1. Remember your first day. Get back in touch with how excited you were to be a teacher on the first day you stood in front of a classroom. Reconnect with the feelings of excitement, anticipation, and joy. Recall the passion you felt that day and the sense of purpose that drove you to become an educator in the first place. Allow those feelings to fill you up and warm your entire body. Know that you can go to that place and time whenever you have a desire to feel those feelings.

2. Know that what is happening in education today is not about you. Refuse to take it personally. Let no legislator define your importance, no matter what they say or do. What they say and do is all about them. It is not about you.

3. Concentrate on what you are FOR rather than on what you are AGAINST. Giving attention and energy to what you are against weakens you and strengthens the opposition. Energize yourself by giving your time and effort to working on what you are for, what could be, the educational world that you envision.

4. Close your door. Now you are in your element. Breathe deeply. It’s just you and the students. This is where the action is. This is where you change the world one student at a time. This is what you went to college for. It´s game time. Strap on your helmet. Start up the fog machine, run out there through the fog, and do what you came to do. Showtime!

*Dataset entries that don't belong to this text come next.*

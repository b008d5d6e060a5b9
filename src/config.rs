use serde::Deserialize;

use crate::analytics::calendar::Calendar;

#[derive(Debug, Clone, Deserialize)]
pub struct JwtConfig {
    pub secret: String,
    pub issuer: String,
    pub audience: String,
    pub ttl_minutes: i64,
    pub refresh_ttl_minutes: i64,
}

#[derive(Debug, Clone, Deserialize)]
pub struct AppConfig {
    pub database_url: String,
    pub jwt: JwtConfig,
    pub calendar: Calendar,
}

impl AppConfig {
    pub fn from_env() -> anyhow::Result<Self> {
        let database_url = std::env::var("DATABASE_URL")?;
        let jwt = JwtConfig {
            secret: std::env::var("JWT_SECRET")?,
            issuer: std::env::var("JWT_ISSUER").unwrap_or_else(|_| "superstore".into()),
            audience: std::env::var("JWT_AUDIENCE")
                .unwrap_or_else(|_| "superstore-dashboard".into()),
            ttl_minutes: std::env::var("JWT_TTL_MINUTES")
                .ok()
                .and_then(|v| v.parse::<i64>().ok())
                .unwrap_or(60),
            refresh_ttl_minutes: std::env::var("JWT_REFRESH_TTL_MINUTES")
                .ok()
                .and_then(|v| v.parse::<i64>().ok())
                .unwrap_or(60 * 24 * 14),
        };
        let calendar = match std::env::var("DASHBOARD_LOCALE") {
            Ok(v) => v.parse::<Calendar>()?,
            Err(_) => Calendar::default(),
        };
        Ok(Self {
            database_url,
            jwt,
            calendar,
        })
    }
}

/// Reads only `DATABASE_URL`; used by the bootstrap and loader commands.
pub fn database_url() -> anyhow::Result<String> {
    std::env::var("DATABASE_URL").map_err(|_| anyhow::anyhow!("DATABASE_URL is not set"))
}
use std::sync::RwLock;

use anyhow::Context;
use async_trait::async_trait;
use sqlx::PgPool;
use time::OffsetDateTime;
use uuid::Uuid;

use crate::auth::repo_types::User;

/// Account storage used by registration, login and the admin bootstrap.
#[async_trait]
pub trait UserStore: Send + Sync {
    async fn find_by_username(&self, username: &str) -> anyhow::Result<Option<User>>;
    async fn find_by_id(&self, id: Uuid) -> anyhow::Result<Option<User>>;
    /// Returns `None` when the username is already taken.
    async fn insert(&self, username: &str, password_hash: &str) -> anyhow::Result<Option<User>>;
}

pub struct PgUserStore {
    db: PgPool,
}

impl PgUserStore {
    pub fn new(db: PgPool) -> Self {
        Self { db }
    }
}

#[async_trait]
impl UserStore for PgUserStore {
    async fn find_by_username(&self, username: &str) -> anyhow::Result<Option<User>> {
        let user = sqlx::query_as::<_, User>(
            r#"
            SELECT id, username, password_hash, created_at
            FROM users
            WHERE username = $1
            "#,
        )
        .bind(username)
        .fetch_optional(&self.db)
        .await
        .context("find user by username")?;
        Ok(user)
    }

    async fn find_by_id(&self, id: Uuid) -> anyhow::Result<Option<User>> {
        let user = sqlx::query_as::<_, User>(
            r#"SELECT id, username, password_hash, created_at FROM users WHERE id = $1"#,
        )
        .bind(id)
        .fetch_optional(&self.db)
        .await
        .context("find user by id")?;
        Ok(user)
    }

    async fn insert(&self, username: &str, password_hash: &str) -> anyhow::Result<Option<User>> {
        // a concurrent insert of the same name yields no row instead of an error
        let user = sqlx::query_as::<_, User>(
            r#"
            INSERT INTO users (username, password_hash)
            VALUES ($1, $2)
            ON CONFLICT (username) DO NOTHING
            RETURNING id, username, password_hash, created_at
            "#,
        )
        .bind(username)
        .bind(password_hash)
        .fetch_optional(&self.db)
        .await
        .context("insert user")?;
        Ok(user)
    }
}

/// Accounts held in process memory. Used by tests and the fake app state.
#[derive(Default)]
pub struct MemoryUserStore {
    users: RwLock<Vec<User>>,
}

impl MemoryUserStore {
    pub fn new() -> Self {
        Self::default()
    }
}

fn poisoned<T>(_: T) -> anyhow::Error {
    anyhow::anyhow!("memory user table lock poisoned")
}

#[async_trait]
impl UserStore for MemoryUserStore {
    async fn find_by_username(&self, username: &str) -> anyhow::Result<Option<User>> {
        let users = self.users.read().map_err(poisoned)?;
        Ok(users.iter().find(|u| u.username == username).cloned())
    }

    async fn find_by_id(&self, id: Uuid) -> anyhow::Result<Option<User>> {
        let users = self.users.read().map_err(poisoned)?;
        Ok(users.iter().find(|u| u.id == id).cloned())
    }

    async fn insert(&self, username: &str, password_hash: &str) -> anyhow::Result<Option<User>> {
        let mut users = self.users.write().map_err(poisoned)?;
        if users.iter().any(|u| u.username == username) {
            return Ok(None);
        }
        let user = User {
            id: Uuid::new_v4(),
            username: username.to_string(),
            password_hash: password_hash.to_string(),
            created_at: OffsetDateTime::now_utc(),
        };
        users.push(user.clone());
        Ok(Some(user))
    }
}

#[cfg(test)]
mod tests {
    use super::*;

    #[tokio::test]
    async fn memory_store_rejects_duplicate_names() {
        let store = MemoryUserStore::new();
        let first = store.insert("ana", "h1").await.unwrap().unwrap();
        assert!(store.insert("ana", "h2").await.unwrap().is_none());
        assert!(store.insert("Ana", "h3").await.unwrap().is_some());

        let found = store.find_by_id(first.id).await.unwrap().unwrap();
        assert_eq!(found.password_hash, "h1");
        assert!(store.find_by_username("bob").await.unwrap().is_none());
    }
}
use serde::Serialize;
use sqlx::FromRow;
use time::OffsetDateTime;
use uuid::Uuid;

/// Dashboard account.
#[derive(Debug, Clone, Serialize, FromRow)]
pub struct User {
    pub id: Uuid,
    pub username: String,
    #[serde(skip_serializing)]
    pub password_hash: String, // Argon2 PHC string
    pub created_at: OffsetDateTime,
}
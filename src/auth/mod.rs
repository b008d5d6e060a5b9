use crate::state::AppState;
use axum::Router;

mod dto;
pub mod handlers;
pub mod repo;
pub mod repo_types;
pub mod services;

pub use services::AuthUser;

pub fn router() -> Router<AppState> {
    Router::new()
        .merge(handlers::auth_routes())
        .merge(handlers::me_routes())
}
#[cfg(test)]
mod tests {
    use super::*;
    use crate::analytics::calendar::Calendar;
    use time::{macros::datetime, PrimitiveDateTime};

    fn record(id: i64, line: SalesLine) -> SalesRecord {
        SalesRecord { id, line }
    }

    fn sale(order: &str, region: &str, sales: Option<f64>) -> SalesLine {
        SalesLine {
            order_id: order.into(),
            region: Some(region.into()),
            sales,
            ..SalesLine::default()
        }
    }

    fn dated(order: &str, date: Option<PrimitiveDateTime>, sales: f64) -> SalesLine {
        SalesLine {
            order_id: order.into(),
            order_date: date,
            sales: Some(sales),
            ..SalesLine::default()
        }
    }

    fn table(lines: Vec<SalesLine>) -> Vec<SalesRecord> {
        lines
            .into_iter()
            .enumerate()
            .map(|(i, l)| record(i as i64 + 1, l))
            .collect()
    }

    fn run(records: &[SalesRecord], q: AggregateQuery) -> Vec<AggregateRow> {
        aggregate(records, &q, &Calendar::Spanish).expect("valid query")
    }

    #[test]
    fn sales_by_region_example() {
        let records = table(vec![
            sale("O1", "West", Some(100.0)),
            sale("O2", "West", Some(50.0)),
            sale("O3", "East", Some(30.0)),
        ]);
        let rows = run(&records, AggregateQuery::new(Dimension::Region, [Metric::Sales]));
        assert_eq!(
            rows,
            vec![
                AggregateRow {
                    key: vec![KeyValue::Text("West".into())],
                    metrics: vec![MetricValue::Amount(Some(150.0))],
                },
                AggregateRow {
                    key: vec![KeyValue::Text("East".into())],
                    metrics: vec![MetricValue::Amount(Some(30.0))],
                },
            ]
        );
        let obj = rows[0].to_object(Dimension::Region, &[Metric::Sales]);
        assert_eq!(
            serde_json::Value::Object(obj),
            serde_json::json!({"region": "West", "total_sales": 150.0})
        );
    }

    #[test]
    fn group_sums_add_up_to_table_sum_for_every_dimension() {
        let records = table(vec![
            SalesLine {
                order_id: "O1".into(),
                order_date: Some(datetime!(2023-11-03 0:00)),
                region: Some("West".into()),
                state: Some("California".into()),
                city: Some("Los Angeles".into()),
                customer_id: Some("C1".into()),
                customer_name: Some("Ann".into()),
                segment: Some("Consumer".into()),
                product_id: Some("P1".into()),
                product_name: Some("Chair".into()),
                category: Some("Furniture".into()),
                sub_category: Some("Chairs".into()),
                sales: Some(100.5),
                ..SalesLine::default()
            },
            SalesLine {
                order_id: "O2".into(),
                order_date: Some(datetime!(2024-01-14 0:00)),
                region: None,
                state: Some("Texas".into()),
                city: Some("Austin".into()),
                customer_id: Some("C2".into()),
                customer_name: Some("Bob".into()),
                sales: Some(20.25),
                ..SalesLine::default()
            },
            SalesLine {
                order_id: "O2".into(),
                order_date: Some(datetime!(2024-01-14 0:00)),
                region: Some("Central".into()),
                sales: None,
                ..SalesLine::default()
            },
            SalesLine {
                order_id: "O3".into(),
                order_date: Some(datetime!(2024-02-29 0:00)),
                region: Some("West".into()),
                product_name: Some("Chair".into()),
                sales: Some(7.0),
                ..SalesLine::default()
            },
        ]);
        let expected = 100.5 + 20.25 + 7.0;
        for dim in Dimension::ALL {
            let rows = run(&records, AggregateQuery::new(dim, [Metric::Sales]));
            let total: f64 = rows.iter().filter_map(|r| r.metrics[0].as_f64()).sum();
            assert_eq!(total, expected, "dimension {:?}", dim);
        }
    }

    #[test]
    fn null_sales_are_excluded_not_zeroed() {
        let records = table(vec![
            sale("O1", "North", None),
            sale("O2", "North", None),
            sale("O3", "South", Some(-5.0)),
        ]);
        let rows = run(
            &records,
            AggregateQuery::new(Dimension::Region, [Metric::Sales, Metric::Orders]),
        );
        assert_eq!(rows.len(), 2);
        // the all-null group sorts after the negative sum
        assert_eq!(rows[0].key, vec![KeyValue::Text("South".into())]);
        assert_eq!(rows[1].metrics[0], MetricValue::Amount(None));
        assert_eq!(rows[1].metrics[1], MetricValue::Count(2));
    }

    #[test]
    fn null_key_forms_its_own_group() {
        let mut lines = vec![sale("O1", "West", Some(1.0))];
        lines.push(SalesLine {
            order_id: "O2".into(),
            region: None,
            sales: Some(2.0),
            ..SalesLine::default()
        });
        let rows = run(&table(lines), AggregateQuery::new(Dimension::Region, [Metric::Sales]));
        assert_eq!(rows[0].key, vec![KeyValue::Null]);
        assert_eq!(rows[0].metrics[0], MetricValue::Amount(Some(2.0)));
        let obj = rows[0].to_object(Dimension::Region, &[Metric::Sales]);
        assert_eq!(obj["region"], serde_json::Value::Null);
    }

    #[test]
    fn multi_line_order_counts_once() {
        let records = table(vec![
            sale("CA-1", "West", Some(1.0)),
            sale("CA-1", "West", Some(2.0)),
            sale("CA-1", "West", Some(3.0)),
            sale("CA-2", "West", Some(4.0)),
        ]);
        let rows = run(&records, AggregateQuery::new(Dimension::Region, [Metric::Orders]));
        assert_eq!(rows[0].metrics[0], MetricValue::Count(2));

        let single = table(vec![sale("X", "East", Some(1.0)), sale("X", "East", Some(1.0))]);
        let rows = run(&single, AggregateQuery::new(Dimension::Overall, [Metric::Orders]));
        assert_eq!(rows, vec![AggregateRow { key: vec![], metrics: vec![MetricValue::Count(1)] }]);
    }

    #[test]
    fn ties_keep_storage_order() {
        let records = table(vec![
            sale("O1", "B", Some(10.0)),
            sale("O2", "A", Some(10.0)),
            sale("O3", "C", Some(20.0)),
            sale("O4", "D", Some(10.0)),
        ]);
        let rows = run(&records, AggregateQuery::new(Dimension::Region, [Metric::Sales]));
        let keys: Vec<_> = rows.iter().map(|r| r.key[0].as_text().unwrap()).collect();
        assert_eq!(keys, vec!["C", "B", "A", "D"]);
    }

    #[test]
    fn limit_truncates_after_sort() {
        let records = table(
            (0..30)
                .map(|i| sale(&format!("O{i}"), &format!("R{i}"), Some(i as f64)))
                .collect(),
        );
        let rows = run(
            &records,
            AggregateQuery::new(Dimension::Region, [Metric::Sales]).limit(10),
        );
        assert_eq!(rows.len(), 10);
        assert_eq!(rows[0].metrics[0], MetricValue::Amount(Some(29.0)));
        assert_eq!(rows[9].metrics[0], MetricValue::Amount(Some(20.0)));
    }

    #[test]
    fn null_dates_are_excluded_from_date_dimensions() {
        let records = table(vec![
            dated("O1", Some(datetime!(2024-03-10 0:00)), 5.0),
            dated("O2", None, 1000.0),
        ]);
        for dim in [
            Dimension::MonthOfOrder,
            Dimension::YearMonth,
            Dimension::DayOfWeek,
            Dimension::MonthDay,
        ] {
            let rows = run(&records, AggregateQuery::new(dim, [Metric::Sales]).sort(SortKey::Key));
            assert_eq!(rows.len(), 1, "dimension {:?}", dim);
            assert_eq!(rows[0].metrics[0], MetricValue::Amount(Some(5.0)));
        }
        let rows = run(
            &records,
            AggregateQuery::new(Dimension::DayOfWeek, [Metric::Sales])
                .sort(SortKey::Key)
                .null_dates(NullDates::Bucket),
        );
        assert_eq!(rows[0].key, vec![KeyValue::Null]);
        assert_eq!(rows[1].key, vec![KeyValue::Int(0)]);
    }

    #[test]
    fn month_of_order_key_sort_is_chronological() {
        let records = table(vec![
            dated("O1", Some(datetime!(2024-01-02 0:00)), 1.0),
            dated("O2", Some(datetime!(2023-11-30 0:00)), 1.0),
            dated("O3", Some(datetime!(2023-02-01 0:00)), 1.0),
            dated("O4", Some(datetime!(2024-01-31 0:00)), 1.0),
        ]);
        let rows = run(
            &records,
            AggregateQuery::new(Dimension::MonthOfOrder, [Metric::Sales]).sort(SortKey::Key),
        );
        let months: Vec<_> = rows.iter().map(|r| r.key[0].as_text().unwrap()).collect();
        assert_eq!(months, vec!["2023-02", "2023-11", "2024-01"]);
        assert_eq!(rows[2].metrics[0], MetricValue::Amount(Some(2.0)));
    }

    #[test]
    fn quantity_and_distinct_customers() {
        let records = table(vec![
            SalesLine {
                order_id: "O1".into(),
                customer_id: Some("C1".into()),
                quantity: Some(2),
                ..SalesLine::default()
            },
            SalesLine {
                order_id: "O2".into(),
                customer_id: Some("C1".into()),
                quantity: Some(3),
                ..SalesLine::default()
            },
            SalesLine {
                order_id: "O3".into(),
                customer_id: None,
                quantity: None,
                ..SalesLine::default()
            },
        ]);
        let rows = run(
            &records,
            AggregateQuery::new(Dimension::Overall, [Metric::Quantity, Metric::Customers]),
        );
        assert_eq!(rows[0].metrics, vec![MetricValue::Units(Some(5)), MetricValue::Count(1)]);
    }

    #[test]
    fn invalid_queries_are_rejected() {
        let cal = Calendar::Spanish;
        let q = AggregateQuery::new(Dimension::Region, Vec::<Metric>::new());
        assert_eq!(aggregate(&[], &q, &cal), Err(QueryError::NoMetrics));
        let q = AggregateQuery::new(Dimension::Region, [Metric::Sales]).sort(SortKey::Metric(1));
        assert_eq!(aggregate(&[], &q, &cal), Err(QueryError::SortMetricOutOfRange(1)));
    }

    #[test]
    fn parses_query_parts() {
        for dim in Dimension::ALL {
            assert_eq!(dim.name().parse::<Dimension>(), Ok(dim));
        }
        assert_eq!(
            "week".parse::<Dimension>(),
            Err(QueryError::UnknownDimension("week".into()))
        );
        let metrics = Metric::parse_list("sales, profit,orders").unwrap();
        assert_eq!(metrics, vec![Metric::Sales, Metric::Profit, Metric::Orders]);
        assert_eq!(Metric::parse_list("sales,margin"), Err(QueryError::UnknownMetric("margin".into())));
        assert_eq!(SortKey::parse("profit", &metrics), Ok(SortKey::Metric(1)));
        assert_eq!(SortKey::parse("key", &metrics), Ok(SortKey::Key));
        assert_eq!(
            SortKey::parse("quantity", &metrics),
            Err(QueryError::SortMetricNotRequested("quantity".into()))
        );
        assert_eq!("bucket".parse::<NullDates>(), Ok(NullDates::Bucket));
    }

    #[test]
    fn empty_table_yields_no_rows() {
        let rows = run(&[], AggregateQuery::new(Dimension::Overall, [Metric::Sales]));
        assert!(rows.is_empty());
    }
}
//! Error types for the indexing pipeline

use thiserror::Error;

/// Indexing pipeline errors
#[derive(Error, Debug)]
pub enum IndexerError {
    /// Invalid configuration, fatal at startup
    #[error("configuration error: {0}")]
    Config(#[from] sema_config::ConfigError),

    /// Triplestore gateway failure
    #[error("triplestore error: {0}")]
    Sparql(#[from] sema_sparql::SparqlError),

    /// Search-engine failure
    #[error("search engine error: {0}")]
    SearchEngine(#[from] sema_elastic::SearchEngineError),

    /// Malformed delta payload
    #[error("delta error: {0}")]
    Delta(#[from] sema_delta::DeltaError),

    /// Incompatible values while merging composite sub-documents
    #[error("merge conflict: {0}")]
    MergeConflict(String),

    /// No type definition for the requested type name
    #[error("unknown type: {0}")]
    UnknownType(String),

    /// The pipeline is shutting down
    #[error("pipeline is shutting down")]
    Shutdown,
}

impl IndexerError {
    /// Whether the underlying failure is a transient transport error worth
    /// retrying at job granularity.
    pub fn is_transient(&self) -> bool {
        match self {
            IndexerError::Sparql(e) => e.is_transient(),
            IndexerError::SearchEngine(e) => e.is_transient(),
            _ => false,
        }
    }
}

/// Result type for pipeline operations
pub type Result<T> = std::result::Result<T, IndexerError>;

5. Develop an "elevator speech." An elevator speech is a response to the question, "What do you do for a living?" It´s called an elevator speech because the response is short enough to give during the duration of an elevator ride. Use the problem/ solution format. State a problem and follow it up by showing how you solve it. "You know how some children who don´t have the skills necessary to survive in today´s world aren´t as responsible as they could be? Well, I help them learn life skills, increase their competencies, and prepare for a world that is ever changing. I am a professional educator." And when you deliver that speech, stand tall.

6. Be present. It is not possible, in this moment, to make a statement at tonight´s board of education meeting. Focus on the child in front of you. Return his or her smile. Hug with your eyes. Put your blinders on, blocking out the distractions. There is joy in this moment, this communication, this human encounter. Get into the now, and frustration, annoyance, and other separating emotions will disappear.

7. Accept that what is. Accept it on an emotional level. Yes, work to change what is with this student, this parent, this contract, this legislator on a physical level. Work to make the physical what corresponds to your greatest vision of what could be. If you invest time and energy resisting what is on an emotional level, it will sap your strength for dealing with the physical level. Your greatest possibility for altering what is on a physical level will come if you first accept what is emotional.

8. Turn the page. Give up last week´s and last year´s problems. Drop old burdens. This is a new day. Literally, turn the page. Write a new goal. Make a new journal entry. Add a new favorite quote to your white board. Begin again.

9. Sit still and be silent. Chaos swirls around us. To deal with that chaos effectively, learn to become quiet. Your internal guidance system will show you the way. Quiet your mind and wisdom will come.

10. Refuse to let anyone should on you. There is nothing you should do. There are lots of things you could do. You are a professional educator. Decide for yourself what you will do. Trust that you know.